2.5 | Temperature responses of photosynthesis
parameters
The temperature responses of VCMax and
JMax were fitted according to Medlyn et al .
(2002) as:
\(\text{f\ }\left(T_{k}\right)=k_{\text{Opt}}\times\ \frac{H_{d}\ \times\ e^{\left(\frac{H_{a}\ \times\ \left(T_{k}\ -\ T_{\text{Opt}}\right)}{T_{k}\ \times\ R\ \times\ T_{\text{Opt}}}\right)}}{H_{d}-\text{\ H}_{a}\ \times\ \left(1-e^{\left(\frac{H_{d}\ \times\ \left(T_{k}\ -\text{\ T}_{\text{Opt}}\right)}{T_{k}\ \times\ R\ \times\ T_{\text{Opt}}}\right)}\right)}\)Eqn. 3
where temperatures are in Kelvin, kOpt is
VCMax or JMax at TOpt,
Ha represents the activation energy—it describes the
exponential rise of the curve before TOpt—
Hd is the ‘de-activation energy’, reflecting the rate of
decrease above TOpt, and R is the universal gas
constant (8.314 J K–1 mol–1). We
also calculated the entropy parameter ΔS (sensu Medlyn et al. 2002),
which is related to TOpt as:
\(T_{\text{Opt}}=\frac{H_{d}}{S-\text{R\ ln}\left(\frac{H_{a}}{H_{d}-H_{a}}\right)}\)Eqn. 4
and thus:
\(S\ =\frac{H_{d}}{T_{\text{Opt}}}+R\ \ln\left(\frac{H_{a}}{H_{d}-H_{a}}\right)\)Eqn. 5
To improve our ability to obtain
robust parameter estimates we pooled measurements made on different
leaves within each treatment—the experimental design and the number of
leaf-level replicates was not amenable to a random effects model. Fig.
S1 shows leaf-level curves in comparison to pooled-data curves.

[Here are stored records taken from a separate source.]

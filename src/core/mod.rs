//! Core module - types and pure logic of the processing pipeline

mod aggregator;
mod filename;
mod types;

pub(crate) use aggregator::aggregate_daily;
pub(crate) use filename::{file_stem, parse_sensor_filename};
pub(crate) use types::{DailyAverage, DateFilter, FilenameMatch, Reading, SensorMetadata};
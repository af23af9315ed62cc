mod clipboard;
mod format;
mod json;
mod panel;
mod table;

pub(crate) use clipboard::print_clipboard;
pub(crate) use format::RenderOptions;
pub(crate) use json::output_panels_json;
pub(crate) use panel::print_panels;
pub(crate) use table::print_tables;
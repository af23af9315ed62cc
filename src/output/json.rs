use serde::Serialize;

use crate::board::{PanelTitle, ResultBoard, ResultPanel};
use crate::core::DailyAverage;
use crate::output::format::{RenderOptions, ordered};

#[derive(Debug, Serialize)]
struct PanelJson<'a> {
    file: String,
    sensor: Option<&'a str>,
    date_from: Option<&'a str>,
    date_to: Option<&'a str>,
    days: Vec<&'a DailyAverage>,
}

fn panel_json<'a>(panel: &'a ResultPanel, opts: &RenderOptions) -> PanelJson<'a> {
    let meta = match &panel.title {
        PanelTitle::Sensor(meta) => Some(meta),
        PanelTitle::File(_) => None,
    };
    PanelJson {
        file: panel.source.display().to_string(),
        sensor: meta.map(|m| m.sensor.as_str()),
        date_from: meta.map(|m| m.date_from.as_str()),
        date_to: meta.map(|m| m.date_to.as_str()),
        days: ordered(&panel.averages, opts.order),
    }
}

pub(crate) fn output_panels_json(
    board: &ResultBoard,
    opts: &RenderOptions,
) -> Result<String, serde_json::Error> {
    let output: Vec<PanelJson<'_>> = board
        .panels()
        .iter()
        .map(|panel| panel_json(panel, opts))
        .collect();
    serde_json::to_string_pretty(&output)
}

Net photosynthesis at the ambient conditions of control and treatment
domes, that is, at about 400 ppm (P400) and at 800 ppm
(P800), respectively, were extracted from each A-Ci
curve, and P400 and P800 were fitted
with a parabolic function following Gunderson, O’Hara, Campion, Walker
& Edwards (2010) as:
\(P_{400}\text{\ or\ }P_{800\ }=\ P_{\text{Opt}}\ -b\ \times\ \left(T_{k}\ -\ T_{\text{Opt}}\right)^{2}\)Eqn. 6
where POpt is the rate of net photosynthesis at 400 or
800 ppm CO2 at optimum temperature TOpt,
and b is a shape parameter that is inversely proportional to the width
of the parabolic curve. The full equation used for estimating parameters
for all four treatment categories is shown in Table S1. Net
photosynthesis was also fitted with Eqn 3, for which the results are
presented in Table S3.
In addition, for each curve the net photosynthesis rate at
Ci of 270 (P270) and 505 ppm
(P505) were calculated. These Ci values
correspond with the mean Ci associated with measurement
CO2 concentrations of 400 and 800 ppm, respectively. By
analyzing the temperature response of photosynthesis at a given
Ci, the temperature and associated VPD effects on
stomatal conductance are accounted for, and hence, comparison of the
parameters obtained from the P400 and
P270 (and P800 and P505)
can reveal the role of stomatal conductance in determining the
temperature optimum of photosynthesis (Kumarathunge et al. 2019).